In the data below, which lines hold the word "endpoint"? Copy them.

++++++++++++++++++++

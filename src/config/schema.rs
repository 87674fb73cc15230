//! Configuration schema definitions.
//!
//! All types derive Serde traits for deserialization from config files.
//! Durations are expressed in milliseconds.

use serde::{Deserialize, Serialize};
use std::time::Duration;

use crate::resilience::{Backoff, BreakerConfig, PolicyError, RetryPolicy};

/// Root configuration.
#[derive(Debug, Clone, Deserialize, Serialize, Default)]
#[serde(default)]
pub struct AppConfig {
    /// Listener configuration (bind address).
    pub listener: ListenerConfig,

    /// The guarded dependency.
    pub upstream: UpstreamConfig,

    /// Retry configuration.
    pub retry: RetryConfig,

    /// Circuit breaker configuration.
    pub circuit_breaker: CircuitBreakerConfig,

    /// Observability settings.
    pub observability: ObservabilityConfig,
}

/// Listener configuration.
#[derive(Debug, Clone, Deserialize, Serialize)]
#[serde(default)]
pub struct ListenerConfig {
    /// Bind address (e.g., "0.0.0.0:8080").
    pub bind_address: String,

    /// Total time allowed for one inbound request, in milliseconds.
    pub request_timeout_ms: u64,
}

impl Default for ListenerConfig {
    fn default() -> Self {
        Self {
            bind_address: "0.0.0.0:8080".to_string(),
            request_timeout_ms: 30_000,
        }
    }
}

/// Upstream service configuration.
#[derive(Debug, Clone, Deserialize, Serialize)]
#[serde(default)]
pub struct UpstreamConfig {
    /// URL fetched by every guarded call.
    pub url: String,

    /// Connection establishment timeout in milliseconds.
    pub connect_timeout_ms: u64,

    /// Per-attempt request timeout in milliseconds.
    pub request_timeout_ms: u64,

    /// Value returned when the breaker rejects or every attempt fails.
    pub fallback_value: String,
}

impl Default for UpstreamConfig {
    fn default() -> Self {
        Self {
            url: "http://localhost:6060/service2".to_string(),
            connect_timeout_ms: 1_000,
            request_timeout_ms: 5_000,
            fallback_value: "fallback value".to_string(),
        }
    }
}

/// Shape of the pause between retry attempts.
#[derive(Debug, Clone, Copy, PartialEq, Eq, Deserialize, Serialize)]
#[serde(rename_all = "lowercase")]
pub enum BackoffKind {
    Fixed,
    Exponential,
}

/// Retry configuration.
#[derive(Debug, Clone, Deserialize, Serialize)]
#[serde(default)]
pub struct RetryConfig {
    /// Total attempts per call, including the first one.
    pub max_attempts: u32,

    /// Pause after the first failed attempt in milliseconds.
    pub wait_duration_ms: u64,

    /// Fixed or exponential pauses.
    pub backoff: BackoffKind,

    /// Growth factor for exponential backoff.
    pub multiplier: f64,

    /// Upper bound for exponential backoff in milliseconds.
    pub max_wait_duration_ms: u64,

    /// Add up to 10% random extra delay.
    pub jitter: bool,
}

impl Default for RetryConfig {
    fn default() -> Self {
        Self {
            max_attempts: 3,
            wait_duration_ms: 500,
            backoff: BackoffKind::Fixed,
            multiplier: 2.0,
            max_wait_duration_ms: 10_000,
            jitter: false,
        }
    }
}

impl RetryConfig {
    pub fn backoff(&self) -> Backoff {
        let initial = Duration::from_millis(self.wait_duration_ms);
        let backoff = match self.backoff {
            BackoffKind::Fixed => Backoff::fixed(initial),
            BackoffKind::Exponential => Backoff::exponential(
                initial,
                self.multiplier,
                Duration::from_millis(self.max_wait_duration_ms),
            ),
        };
        if self.jitter {
            backoff.with_jitter()
        } else {
            backoff
        }
    }

    pub fn to_policy(&self) -> Result<RetryPolicy, PolicyError> {
        RetryPolicy::new(self.max_attempts, self.backoff())
    }
}

/// Circuit breaker configuration.
#[derive(Debug, Clone, Deserialize, Serialize)]
#[serde(default)]
pub struct CircuitBreakerConfig {
    /// Breaker identifier for logging/metrics.
    pub name: String,

    /// Number of terminal call outcomes kept in the window.
    pub sliding_window_size: usize,

    /// Failure percentage (0-100) that opens the circuit.
    pub failure_rate_threshold: f32,

    /// Time spent Open before probing, in milliseconds.
    pub wait_duration_in_open_state_ms: u64,

    /// Probe calls allowed while Half-Open.
    pub permitted_calls_in_half_open_state: usize,

    /// Outcomes needed before the failure rate is evaluated.
    pub minimum_number_of_calls: usize,
}

impl Default for CircuitBreakerConfig {
    fn default() -> Self {
        Self {
            name: "upstream".to_string(),
            sliding_window_size: 5,
            failure_rate_threshold: 60.0,
            wait_duration_in_open_state_ms: 1_000,
            permitted_calls_in_half_open_state: 3,
            minimum_number_of_calls: 5,
        }
    }
}

impl CircuitBreakerConfig {
    pub fn to_breaker_config(&self) -> BreakerConfig {
        BreakerConfig {
            sliding_window_size: self.sliding_window_size,
            failure_rate_threshold: self.failure_rate_threshold,
            wait_duration_in_open_state: Duration::from_millis(self.wait_duration_in_open_state_ms),
            permitted_calls_in_half_open_state: self.permitted_calls_in_half_open_state,
            minimum_number_of_calls: self.minimum_number_of_calls,
        }
    }
}

/// Observability configuration.
#[derive(Debug, Clone, Deserialize, Serialize)]
#[serde(default)]
pub struct ObservabilityConfig {
    /// Log level (trace, debug, info, warn, error).
    pub log_level: String,

    /// Enable metrics endpoint.
    pub metrics_enabled: bool,

    /// Metrics endpoint bind address.
    pub metrics_address: String,
}

impl Default for ObservabilityConfig {
    fn default() -> Self {
        Self {
            log_level: "info".to_string(),
            metrics_enabled: false,
            metrics_address: "0.0.0.0:9090".to_string(),
        }
    }
}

++++++++++++++++++++

* [Answer below]:
    /// Enable metrics endpoint.
    /// Metrics endpoint bind address.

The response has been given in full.